# =============================================================================
# UPI TRANSACTIONS CDC FEED PROJECT - REAL-TIME STREAMING PIPELINE
# =============================================================================
# This notebook implements a real-time streaming pipeline for UPI transaction processing
# Purpose: Processes UPI transactions in real-time using CDC and structured streaming
# Features: CDC-aware processing, merchant aggregations, error handling, and monitoring
# Output: Real-time merchant performance metrics and transaction analytics


In [0]:
# =============================================================================
# LIBRARY IMPORTS AND CONFIGURATION
# =============================================================================
# Import required libraries for real-time streaming and CDC processing
# Purpose: Set up environment for structured streaming, Delta operations, and data processing

from pyspark.sql import functions as F
from pyspark.sql.types import *
from pyspark.sql.streaming import StreamingQuery
from delta.tables import DeltaTable
from datetime import datetime, timedelta
import uuid

# =============================================================================
# CONFIGURATION SETUP
# =============================================================================
# Configure Unity Catalog and table names for streaming pipeline
# catalog_name: Unity Catalog for data governance
# schema_name: Target schema for UPI transaction tables
# raw_table: Source table with CDC enabled for streaming
# merchant_agg_table: Target table for merchant aggregations

catalog_name = "`gds_test_workspace`"
schema_name = "default"

# Table names
raw_table = f"{catalog_name}.{schema_name}.raw_upi_transactions_v1"
merchant_agg_table = f"{catalog_name}.{schema_name}.merchant_aggregations"

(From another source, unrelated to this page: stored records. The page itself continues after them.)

//! Fixed-size thread pools and the phase-two permit semaphore.
//!
//! Every pool is a set of named OS threads pulling boxed jobs from one
//! unbounded crossbeam channel. Jobs report back through a one-shot channel
//! so the submitter can join them individually; a panicking job becomes
//! [`CoreError::TaskFailed`] instead of tearing down the pool.

use crate::error::{CoreError, CoreResult};
use crossbeam_channel::{bounded, unbounded, Receiver, Sender};
use parking_lot::{Condvar, Mutex};
use std::panic::{catch_unwind, AssertUnwindSafe};
use std::sync::atomic::{AtomicBool, Ordering};
use std::thread::{self, JoinHandle};
use std::time::Duration;
use tracing::{debug, error};

/// How long blocking waits sleep between cancellation checks.
pub(crate) const POLL_INTERVAL: Duration = Duration::from_millis(50);

type Job = Box<dyn FnOnce() + Send + 'static>;

/// A fixed-size pool of worker threads.
pub(crate) struct TaskPool {
    name: String,
    sender: Option<Sender<Job>>,
    workers: Vec<JoinHandle<()>>,
}

impl TaskPool {
    /// Spawns `threads` workers named `<name>-<n>`.
    pub(crate) fn new(name: &str, threads: usize) -> CoreResult<Self> {
        let (sender, receiver) = unbounded::<Job>();
        let mut workers = Vec::with_capacity(threads.max(1));
        for n in 0..threads.max(1) {
            let receiver = receiver.clone();
            let worker = thread::Builder::new()
                .name(format!("{name}-{n}"))
                .spawn(move || {
                    while let Ok(job) = receiver.recv() {
                        job();
                    }
                })?;
            workers.push(worker);
        }
        debug!(pool = name, threads = workers.len(), "started task pool");
        Ok(Self {
            name: name.to_string(),
            sender: Some(sender),
            workers,
        })
    }

    /// Queues `task`, returning a handle to its result.
    pub(crate) fn submit<T, F>(&self, task_name: impl Into<String>, task: F) -> TaskHandle<T>
    where
        T: Send + 'static,
        F: FnOnce() -> CoreResult<T> + Send + 'static,
    {
        let (tx, rx) = bounded(1);
        let task_name = task_name.into();
        let job_name = task_name.clone();
        let job: Job = Box::new(move || {
            let outcome = catch_unwind(AssertUnwindSafe(task)).unwrap_or_else(|_| {
                error!(task = %job_name, "task panicked");
                Err(CoreError::TaskFailed { task: job_name })
            });
            let _ = tx.send(outcome);
        });
        if let Some(sender) = &self.sender {
            if sender.send(job).is_err() {
                error!(pool = %self.name, "task pool is shut down");
            }
        }
        TaskHandle {
            name: task_name,
            receiver: rx,
        }
    }

    /// Stops accepting jobs and waits for queued jobs to finish.
    pub(crate) fn shutdown(mut self) {
        self.stop();
    }

    fn stop(&mut self) {
        self.sender.take();
        for worker in self.workers.drain(..) {
            let _ = worker.join();
        }
    }
}

impl Drop for TaskPool {
    fn drop(&mut self) {
        self.stop();
    }
}

/// Result slot of one submitted task.
pub(crate) struct TaskHandle<T> {
    name: String,
    receiver: Receiver<CoreResult<T>>,
}

impl<T> TaskHandle<T> {
    /// Blocks until the task finishes.
    pub(crate) fn join(self) -> CoreResult<T> {
        self.receiver
            .recv()
            .unwrap_or_else(|_| Err(CoreError::TaskFailed { task: self.name }))
    }
}

/// Joins every handle and returns the first error that is not a
/// cancellation, or [`CoreError::Canceled`] if the only errors were
/// cancellations.
pub(crate) fn join_all<T>(handles: impl IntoIterator<Item = TaskHandle<T>>) -> CoreResult<Vec<T>> {
    let mut values = Vec::new();
    let mut failure: Option<CoreError> = None;
    for handle in handles {
        match handle.join() {
            Ok(value) => values.push(value),
            Err(err) => failure = Some(prefer_fatal(failure, err)),
        }
    }
    match failure {
        Some(err) => Err(err),
        None => Ok(values),
    }
}

/// Keeps the first fatal error; a cancellation only wins over nothing.
pub(crate) fn prefer_fatal(current: Option<CoreError>, next: CoreError) -> CoreError {
    match current {
        Some(err) if !err.is_canceled() || next.is_canceled() => err,
        _ => next,
    }
}

/// A counting semaphore whose waits give up once `cancel` is set.
pub(crate) struct Semaphore {
    permits: Mutex<usize>,
    released: Condvar,
}

impl Semaphore {
    pub(crate) fn new(permits: usize) -> Self {
        Self {
            permits: Mutex::new(permits),
            released: Condvar::new(),
        }
    }

    /// Takes `count` permits, blocking until they are free.
    pub(crate) fn acquire(&self, count: usize, cancel: &AtomicBool) -> CoreResult<()> {
        let mut permits = self.permits.lock();
        while *permits < count {
            if cancel.load(Ordering::Acquire) {
                return Err(CoreError::Canceled);
            }
            self.released.wait_for(&mut permits, POLL_INTERVAL);
        }
        *permits -= count;
        Ok(())
    }

    pub(crate) fn release(&self, count: usize) {
        if count == 0 {
            return;
        }
        *self.permits.lock() += count;
        self.released.notify_all();
    }

    #[cfg(test)]
    pub(crate) fn available(&self) -> usize {
        *self.permits.lock()
    }
}

#[cfg(test)]
mod tests {
    use super::*;
    use std::sync::atomic::AtomicUsize;
    use std::sync::Arc;

    #[test]
    fn pool_runs_tasks_and_returns_results() {
        let pool = TaskPool::new("test", 3).unwrap();
        let handles: Vec<_> = (0..10u64)
            .map(|n| pool.submit(format!("square-{n}"), move || Ok(n * n)))
            .collect();
        let results = join_all(handles).unwrap();
        assert_eq!(results, (0..10u64).map(|n| n * n).collect::<Vec<_>>());
        pool.shutdown();
    }

    #[test]
    fn panics_become_task_failures() {
        let pool = TaskPool::new("test", 1).unwrap();
        let handle = pool.submit("boom", || -> CoreResult<()> { panic!("boom") });
        assert!(matches!(handle.join(), Err(CoreError::TaskFailed { task }) if task == "boom"));

        let after = pool.submit("after", || Ok(1));
        assert_eq!(after.join().unwrap(), 1);
    }

    #[test]
    fn fatal_errors_win_over_cancellation() {
        let pool = TaskPool::new("test", 2).unwrap();
        let handles = vec![
            pool.submit("a", || -> CoreResult<()> { Err(CoreError::Canceled) }),
            pool.submit("b", || Err(CoreError::store("disk gone"))),
            pool.submit("c", || Err(CoreError::Canceled)),
        ];
        assert!(matches!(join_all(handles), Err(CoreError::Store { .. })));

        let handles = vec![pool.submit("d", || -> CoreResult<()> { Err(CoreError::Canceled) })];
        assert!(matches!(join_all(handles), Err(CoreError::Canceled)));
    }

    #[test]
    fn semaphore_bounds_concurrency() {
        let semaphore = Arc::new(Semaphore::new(2));
        let cancel = Arc::new(AtomicBool::new(false));
        let active = Arc::new(AtomicUsize::new(0));
        let peak = Arc::new(AtomicUsize::new(0));

        let threads: Vec<_> = (0..6)
            .map(|_| {
                let (semaphore, cancel) = (Arc::clone(&semaphore), Arc::clone(&cancel));
                let (active, peak) = (Arc::clone(&active), Arc::clone(&peak));
                thread::spawn(move || {
                    semaphore.acquire(1, &cancel).unwrap();
                    let now = active.fetch_add(1, Ordering::SeqCst) + 1;
                    peak.fetch_max(now, Ordering::SeqCst);
                    thread::sleep(Duration::from_millis(5));
                    active.fetch_sub(1, Ordering::SeqCst);
                    semaphore.release(1);
                })
            })
            .collect();
        for t in threads {
            t.join().unwrap();
        }
        assert!(peak.load(Ordering::SeqCst) <= 2);
        assert_eq!(semaphore.available(), 2);
    }

    #[test]
    fn semaphore_wait_observes_cancellation() {
        let semaphore = Semaphore::new(0);
        let cancel = AtomicBool::new(true);
        assert!(matches!(semaphore.acquire(1, &cancel), Err(CoreError::Canceled)));
    }
}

print("Libraries imported and configuration set")
print(f"Target tables: {raw_table}, {merchant_agg_table}")


In [0]:
# =============================================================================
# DELTA TABLE MERGE FUNCTION
# =============================================================================
# Implements idempotent merge operation for merchant aggregations
# Purpose: Ensures data consistency and handles upsert operations efficiently
# Features: Uses Delta Lake merge for ACID transactions and conflict resolution

def merge_to_delta_table(delta_table_name: str, batch_df):
    """
    Idempotent merge function for Delta tables
    
    Args:
        delta_table_name: Name of the target Delta table
        batch_df: DataFrame containing data to merge
    
    Business Logic:
        - Merges on merchant_id, aggregation_date, and aggregation_hour
        - Updates existing records with new values
        - Inserts new records for new merchant/date/hour combinations
    """
    delta_table = DeltaTable.forName(spark, delta_table_name)
    
    # Perform merge operation with composite key
    delta_table.alias("target").merge(
        batch_df.alias("source"),
        "target.merchant_id = source.merchant_id AND target.aggregation_date = source.aggregation_date AND target.aggregation_hour = source.aggregation_hour"
    ).whenMatchedUpdateAll().whenNotMatchedInsertAll().execute()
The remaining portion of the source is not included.